# #12 AWG on 25 amp OPD



## Voltech (Nov 30, 2009)

I cant remember the reason I was able to use a 25 amp OCPD with #12 on a motor. I think it was because of the start up amps it pulled that made it use a 25 amp.

Any help? My boss told me today " There are no circumstances where #12 should be on any OCPD larger than 20 amps"

Would love to get a free lunch.


----------



## NolaTigaBait (Oct 19, 2008)

Yeah, for a motor you can size ocp at 250% of the flc.


----------



## MDShunk (Jan 7, 2007)

Voltech said:


> I cant remember the reason I was able to use a 25 amp OPD with #12 on a motor. I think it was because of the start up amps it pulled that made it use a 25 amp.
> 
> Any help? My boss told me today " There are no circumstances where #12 should be on any OPD larger than 20 amps"
> 
> Would love to get a free lunch.


Air conditioning equipment and motor loads are two instances where he is wrong.


----------



## Magnettica (Jan 23, 2007)

Tell your boss you would like a free lunch. 

A/C branch circuits can be #12 THHN with 40 amp OCPD if the nameplate data says so.


----------



## MDShunk (Jan 7, 2007)

I should say, however, that if that #12 terminates at a receptacle outlet, your boss is right. If it goes to (certain) equipment directly, then he is wrong in certain cases.


----------



## sparks134 (Jan 30, 2009)

Tell your boss to look at table 240.4 G... Tell your boss buy you want 

steak for lunch!!!


----------



## Dennis Alwon (May 9, 2009)

Table 310.16 shows that #12 wire is good for 25 amps at 75C. Thus using article 240.4(D & G) by the asterisk at the bottom of the table, we are not only allowed to use #12 with a 25 amp breaker but we can use #12 at 25 amps and use a 45 amp breaker.


----------



## Voltech (Nov 30, 2009)

sparks134 said:


> Tell your boss to look at table 240.4 G... Tell your boss buy you want
> 
> 
> 
> steak for lunch!!!


I wont hit him up for a steak, but I wont settle for fast food:thumbsup:

He has an open policy in the shop. Prove him wrong and he will buy you lunch. Its a win win situation for him IMO


----------



## JohnR (Apr 12, 2010)

Voltech said:


> I wont hit him up for a steak, but I wont settle for fast food:thumbsup:
> 
> He has an open policy in the shop. Prove him wrong and he will buy you lunch. Its a win win situation for him IMO



Sounds like a pretty good boss to me. He hiring?


----------



## Roger (Jul 7, 2007)

Here is an example of a #12 on a 45 amp breaker.
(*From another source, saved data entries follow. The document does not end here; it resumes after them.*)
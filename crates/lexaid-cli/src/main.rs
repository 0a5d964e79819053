use std::env;
use std::fs;
use std::path::PathBuf;
use std::time::Duration;

use tokio_util::sync::CancellationToken;
use tracing_subscriber::EnvFilter;

use lexaid_client::api::BackendClient;
use lexaid_client::api::DEFAULT_BASE_URL;
use lexaid_client::chat::run_chat;
use lexaid_client::upload::run_upload;
use lexaid_core::actions::SessionAction;
use lexaid_core::config::Config;
use lexaid_core::persistence::SessionSnapshotStore;
use lexaid_core::state::UserRole;
use lexaid_core::store::SessionStore;

mod render;

fn main() {
    if let Err(err) = run() {
        eprintln!("error: {err}");
        std::process::exit(1);
    }
}

fn run() -> Result<(), Box<dyn std::error::Error>> {
    init_tracing();

    let mut args = env::args().skip(1);
    let Some(command) = args.next() else {
        print_help();
        return Ok(());
    };

    match command.as_str() {
        "--help" | "-h" | "help" => {
            print_help();
            Ok(())
        }
        "--version" | "-V" | "version" => {
            println!("lexaid {}", env!("CARGO_PKG_VERSION"));
            Ok(())
        }
        "analyze" => cmd_analyze(args.collect()),
        "ask" => cmd_ask(args.collect()),
        "status" => cmd_status(),
        "details" => cmd_section(render::Section::KeyDetails),
        "report" => cmd_section(render::Section::Report),
        "checklist" => cmd_section(render::Section::Checklist),
        "history" => cmd_section(render::Section::History),
        "reset" => cmd_reset(),
        _ => {
            print_help();
            Err(format!("unknown command: {command}").into())
        }
    }
}

fn cmd_analyze(args: Vec<String>) -> Result<(), Box<dyn std::error::Error>> {
    let (file, role, timeout) = parse_analyze_args(args)?;
    let config = load_config();
    let mut store = open_store(&config)?;
    let client = BackendClient::new(resolve_base_url(&config));

    println!("Analyzing {} as {} ...", file.display(), role.label());
    println!("(press Ctrl-C to cancel)");

    let runtime = tokio::runtime::Builder::new_current_thread()
        .enable_all()
        .build()?;
    runtime.block_on(async {
        let cancel = CancellationToken::new();
        let trigger = cancel.clone();
        tokio::spawn(async move {
            if tokio::signal::ctrl_c().await.is_ok() {
                trigger.cancel();
            }
        });
        if let Some(limit) = timeout {
            let trigger = cancel.clone();
            tokio::spawn(async move {
                tokio::time::sleep(limit).await;
                trigger.cancel();
            });
        }
        run_upload(&mut store, &client, &file, role, cancel).await
    })?;

    render::print_status(store.state());
    render::print_key_details(store.state());
    Ok(())
}

fn cmd_ask(args: Vec<String>) -> Result<(), Box<dyn std::error::Error>> {
    let question = args.join(" ");
    if question.trim().is_empty() {
        return Err("usage: lexaid ask <question>".into());
    }
    let config = load_config();
    let mut store = open_store(&config)?;
    let client = BackendClient::new(resolve_base_url(&config));

    let runtime = tokio::runtime::Builder::new_current_thread()
        .enable_all()
        .build()?;
    let reply = runtime.block_on(run_chat(&mut store, &client, &question))?;

    println!("assistant: {reply}");
    Ok(())
}

fn cmd_status() -> Result<(), Box<dyn std::error::Error>> {
    let config = load_config();
    let store = open_store(&config)?;
    render::print_status(store.state());
    Ok(())
}

fn cmd_section(section: render::Section) -> Result<(), Box<dyn std::error::Error>> {
    let config = load_config();
    let store = open_store(&config)?;
    render::print_section(store.state(), section);
    Ok(())
}

fn cmd_reset() -> Result<(), Box<dyn std::error::Error>> {
    let config = load_config();
    let mut store = open_store(&config)?;
    store.dispatch(SessionAction::ClearState);
    println!("Session cleared.");
    Ok(())
}

fn parse_analyze_args(
    args: Vec<String>,
) -> Result<(PathBuf, UserRole, Option<Duration>), Box<dyn std::error::Error>> {
    let mut file = None;
    let mut role = None;
    let mut timeout = None;
    let mut i = 0;
    while i < args.len() {
        match args[i].as_str() {
            "--file" => {
                let Some(value) = args.get(i + 1) else {
                    return Err("--file requires a path".into());
                };
                file = Some(PathBuf::from(value));
                i += 2;
            }
            "--role" => {
                let Some(value) = args.get(i + 1) else {
                    return Err("--role requires plaintiff or defendant".into());
                };
                let Some(parsed) = UserRole::parse(value) else {
                    return Err(format!("invalid role: {value}").into());
                };
                role = Some(parsed);
                i += 2;
            }
            "--timeout" => {
                let Some(value) = args.get(i + 1) else {
                    return Err("--timeout requires a number of seconds".into());
                };
                let Ok(secs) = value.parse::<u64>() else {
                    return Err(format!("invalid timeout: {value}").into());
                };
                timeout = Some(Duration::from_secs(secs));
                i += 2;
            }
            other => {
                return Err(format!("unsupported argument: {other}").into());
            }
        }
    }
    let Some(file) = file else {
        return Err("--file is required".into());
    };
    let Some(role) = role else {
        return Err("--role is required (plaintiff or defendant)".into());
    };
    Ok((file, role, timeout))
}

fn init_tracing() {
    let filter = EnvFilter::try_from_env("LEXAID_LOG").unwrap_or_else(|_| EnvFilter::new("warn"));
    tracing_subscriber::fmt()
        .with_env_filter(filter)
        .with_writer(std::io::stderr)
        .init();
}

fn load_config() -> Config {
    let Some(path) = dirs::config_dir().map(|dir| dir.join("lexaid").join("config.toml")) else {
        return Config::default();
    };
    let Ok(raw) = fs::read_to_string(&path) else {
        return Config::default();
    };
    match toml::from_str(&raw) {
        Ok(config) => config,
        Err(err) => {
            tracing::warn!(path = %path.display(), error = %err, "ignoring malformed config");
            Config::default()
        }
    }
}

fn resolve_base_url(config: &Config) -> String {
    if let Ok(url) = env::var("LEXAID_BACKEND_URL") {
        if !url.trim().is_empty() {
            return url;
        }
    }
    config
        .backend
        .base_url
        .clone()
        .unwrap_or_else(|| DEFAULT_BASE_URL.to_string())
}

fn open_store(config: &Config) -> Result<SessionStore, Box<dyn std::error::Error>> {
    let dir = match &config.storage.dir {
        Some(dir) => dir.clone(),
        None => dirs::data_dir()
            .map(|dir| dir.join("lexaid"))
            .unwrap_or_else(|| PathBuf::from(".lexaid")),
    };
    let snapshots = SessionSnapshotStore::open(dir)?;
    Ok(SessionStore::open(snapshots))
}

fn print_help() {
    println!("lexaid — analyze a legal document and ask questions about it");
    println!();
    println!("Usage:");
    println!("  lexaid analyze --file <path> --role <plaintiff|defendant> [--timeout <secs>]");
    println!("  lexaid ask <question>");
    println!("  lexaid status");
    println!("  lexaid details      key details of the analyzed document");
    println!("  lexaid report       textual analysis and clause breakdown");
    println!("  lexaid checklist    actionable checklist");
    println!("  lexaid history      chat transcript");
    println!("  lexaid reset        clear the session");
    println!();
    println!("Environment:");
    println!("  LEXAID_BACKEND_URL  override the analysis backend URL");
    println!("  LEXAID_LOG          tracing filter (default: warn)");
}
A branch circuit to a 3 HP 230 V single phase motor; all parts are listed for 75 deg C. 

(Hint; articles 240.6, 310.16, 430.22(A), tables 430.52, and 430.148)
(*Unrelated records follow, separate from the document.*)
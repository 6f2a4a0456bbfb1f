use serde::{Deserialize, Serialize};
pub mod cached_answer;

pub trait StoredObject: Serialize + for<'de> Deserialize<'de> {
    fn table_name() -> &'static str;
    fn get_id(&self) -> &str;
}

#[macro_export]
macro_rules! stored_object {
    ($name:ident, $table:expr, {$($(#[$attr:meta])* $field:ident: $ty:ty),*}) => {
        use serde::{Deserialize, Deserializer, Serialize};
        use surrealdb::sql::Thing;
        use $crate::storage::types::StoredObject;
        use serde::de::{self, Visitor};
        use std::fmt;
        use chrono::{DateTime, Utc };

        struct FlexibleIdVisitor;

        impl<'de> Visitor<'de> for FlexibleIdVisitor {
            type Value = String;

            fn expecting(&self, formatter: &mut fmt::Formatter) -> fmt::Result {
                formatter.write_str("a string or a Thing")
            }

            fn visit_str<E>(self, value: &str) -> Result<Self::Value, E>
            where
                E: de::Error,
            {
                Ok(value.to_string())
            }

            fn visit_string<E>(self, value: String) -> Result<Self::Value, E>
            where
                E: de::Error,
            {
                Ok(value)
            }

            fn visit_map<A>(self, map: A) -> Result<Self::Value, A::Error>
            where
                A: de::MapAccess<'de>,
            {
                // Try to deserialize as Thing
                let thing = Thing::deserialize(de::value::MapAccessDeserializer::new(map))?;
                Ok(thing.id.to_raw())
            }
        }

        pub fn deserialize_flexible_id<'de, D>(deserializer: D) -> Result<String, D::Error>
        where
            D: Deserializer<'de>,
        {
            deserializer.deserialize_any(FlexibleIdVisitor)
        }

        fn serialize_datetime<S>(date: &DateTime<Utc>, serializer: S) -> Result<S::Ok, S::Error>
        where
            S: serde::Serializer,
        {
            Into::<surrealdb::sql::Datetime>::into(*date).serialize(serializer)
        }

        fn deserialize_datetime<'de, D>(deserializer: D) -> Result<DateTime<Utc>, D::Error>
        where
            D: serde::Deserializer<'de>,
        {
            let dt = surrealdb::sql::Datetime::deserialize(deserializer)?;
            Ok(DateTime::<Utc>::from(dt))
        }

        #[derive(Debug, Clone, Serialize, Deserialize, PartialEq)]
        pub struct $name {
            #[serde(deserialize_with = "deserialize_flexible_id")]
            pub id: String,
            #[serde(serialize_with = "serialize_datetime", deserialize_with = "deserialize_datetime", default)]
            pub created_at: DateTime<Utc>,
            #[serde(serialize_with = "serialize_datetime", deserialize_with = "deserialize_datetime", default)]
            pub updated_at: DateTime<Utc>,
            $( $(#[$attr])* pub $field: $ty),*
        }

        impl StoredObject for $name {
            fn table_name() -> &'static str {
                $table
            }

            fn get_id(&self) -> &str {
                &self.id
            }
        }
    };
}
Table 430.148 gives a 3HP motor a full load current of 17 amps
430.22(A) requires conductors be sized at 125% of full load current 
17 x 125% = 21.25 amps
 Table 310.16, #12 THHN 75 deg C column = 25 amps
 Table 430.52 allows up to 250% for the inverse time breaker
 17 x 250% = 42.5 amps 
 240.4 states we can go UP to the next STANDARD size breaker
 240.6 would let us go up to a 45 amp breaker
 *Answer 45 amp breaker. *
Roger


----------



## Dennis Alwon (May 9, 2009)

Very nice Roger. I almost posted something similar along with my post above but I was too slack.


----------



## Greg (Aug 1, 2007)

The reason why you can a breaker larger than 20 on a 12 wire is because a motor circuit is the best protected circuit out there. You have overloads protecting the motor should the motor go into a fault condition, the O.L.'s will release before the breaker trips. This because of how they are sized according to code.


----------



## Voltech (Nov 30, 2009)

This Back fired on me today...Went to the seafood buffet got stuffed..Then got sent out to lay out a slab. I was not worth a ***.. I sounded like my 5 year old.."my belly hurts"


----------